Records for this exercise
//! Guess validation
//!
//! Checks run in a fixed order and the first failure wins: length, then corpus
//! membership, then category.

use crate::core::{Category, LetterPool, Lexicon};
use thiserror::Error;

/// Shortest accepted guess
pub const MIN_WORD_LENGTH: usize = 4;

/// Why a guess was rejected
#[derive(Debug, Clone, PartialEq, Eq, Error)]
pub enum InvalidWord {
    #[error("\"{word}\" is too short, words need at least {MIN_WORD_LENGTH} letters")]
    TooShort { word: String },
    #[error("\"{word}\" is not a valid word for these letters")]
    NotInPool { word: String },
    #[error("\"{word}\" is not {article} {category}", article = .category.article())]
    WrongCategory { word: String, category: Category },
}

impl InvalidWord {
    /// The rejected word
    #[must_use]
    pub fn word(&self) -> &str {
        match self {
            Self::TooShort { word } | Self::NotInPool { word } | Self::WrongCategory { word, .. } => {
                word
            }
        }
    }
}

/// Validate `word` as a guess of `category` for `pool`
///
/// Returns the word unchanged on success. No state is touched either way.
///
/// # Errors
/// - `TooShort` if the word has fewer than 4 letters
/// - `NotInPool` if the word is not in the pool's corpus
/// - `WrongCategory` if the lexicon does not tag the word with `category`
///
/// # Examples
/// ```
/// use letterpot::core::{Category, LetterPool, Lexicon};
/// use letterpot::scoring::{InvalidWord, validate};
///
/// let pool = LetterPool::new("ehprsyz", ["hyper", "spry"]).unwrap();
/// let lexicon = Lexicon::from_records(&[("hyper", &["noun", "adjective"])]).unwrap();
///
/// assert_eq!(validate(&pool, &lexicon, "hyper", Category::Adjective), Ok("hyper"));
/// assert!(matches!(
///     validate(&pool, &lexicon, "hyper", Category::Verb),
///     Err(InvalidWord::WrongCategory { .. })
/// ));
/// ```
pub fn validate<'w>(
    pool: &LetterPool,
    lexicon: &Lexicon,
    word: &'w str,
    category: Category,
) -> Result<&'w str, InvalidWord> {
    if word.chars().count() < MIN_WORD_LENGTH {
        return Err(InvalidWord::TooShort {
            word: word.to_string(),
        });
    }

    if !pool.contains(word) {
        return Err(InvalidWord::NotInPool {
            word: word.to_string(),
        });
    }

    if !lexicon.has_category(word, category) {
        return Err(InvalidWord::WrongCategory {
            word: word.to_string(),
            category,
        });
    }

    Ok(word)
}

#[cfg(test)]
mod tests {
    use super::*;

    fn setup() -> (LetterPool, Lexicon) {
        let pool = LetterPool::new("ehprsyz", ["hyper", "spry", "prey", "hesp"]).unwrap();
        let lexicon = Lexicon::from_records(&[
            ("hyper", &["noun", "adjective"]),
            ("spry", &["adjective"]),
            ("prey", &["noun", "verb"]),
            ("hey", &["noun"]),
        ])
        .unwrap();
        (pool, lexicon)
    }

    #[test]
    fn accepts_valid_guess() {
        let (pool, lexicon) = setup();
        assert_eq!(validate(&pool, &lexicon, "prey", Category::Verb), Ok("prey"));
        assert_eq!(validate(&pool, &lexicon, "prey", Category::Noun), Ok("prey"));
    }

    #[test]
    fn three_letter_word_is_too_short_for_every_category() {
        let (pool, lexicon) = setup();
        for category in Category::ALL {
            assert_eq!(
                validate(&pool, &lexicon, "hey", category),
                Err(InvalidWord::TooShort {
                    word: "hey".to_string()
                })
            );
        }
    }

    #[test]
    fn english_word_outside_corpus_not_in_pool() {
        let (pool, lexicon) = setup();
        assert_eq!(
            validate(&pool, &lexicon, "sheep", Category::Noun),
            Err(InvalidWord::NotInPool {
                word: "sheep".to_string()
            })
        );
    }

    #[test]
    fn corpus_word_outside_category() {
        let (pool, lexicon) = setup();
        assert_eq!(
            validate(&pool, &lexicon, "spry", Category::Noun),
            Err(InvalidWord::WrongCategory {
                word: "spry".to_string(),
                category: Category::Noun
            })
        );
    }

    #[test]
    fn untagged_corpus_word_wrong_category() {
        let (pool, lexicon) = setup();
        let err = validate(&pool, &lexicon, "hesp", Category::Noun).unwrap_err();
        assert!(matches!(err, InvalidWord::WrongCategory { .. }));
        assert_eq!(err.word(), "hesp");
    }

    #[test]
    fn error_messages() {
        let err = InvalidWord::WrongCategory {
            word: "spry".to_string(),
            category: Category::PluralNoun,
        };
        assert_eq!(err.to_string(), "\"spry\" is not a plural noun");

        let err = InvalidWord::WrongCategory {
            word: "prey".to_string(),
            category: Category::Adjective,
        };
        assert_eq!(err.to_string(), "\"prey\" is not an adjective");
    }
}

Brief
Exactly as they stand, set down the lines from the top of the data through the line with "not a valid".

Exercise result
//! Guess validation
//!
//! Checks run in a fixed order and the first failure wins: length, then corpus
//! membership, then category.

use crate::core::{Category, LetterPool, Lexicon};
use thiserror::Error;

/// Shortest accepted guess
pub const MIN_WORD_LENGTH: usize = 4;

/// Why a guess was rejected
#[derive(Debug, Clone, PartialEq, Eq, Error)]
pub enum InvalidWord {
    #[error("\"{word}\" is too short, words need at least {MIN_WORD_LENGTH} letters")]
    TooShort { word: String },
    #[error("\"{word}\" is not a valid word for these letters")]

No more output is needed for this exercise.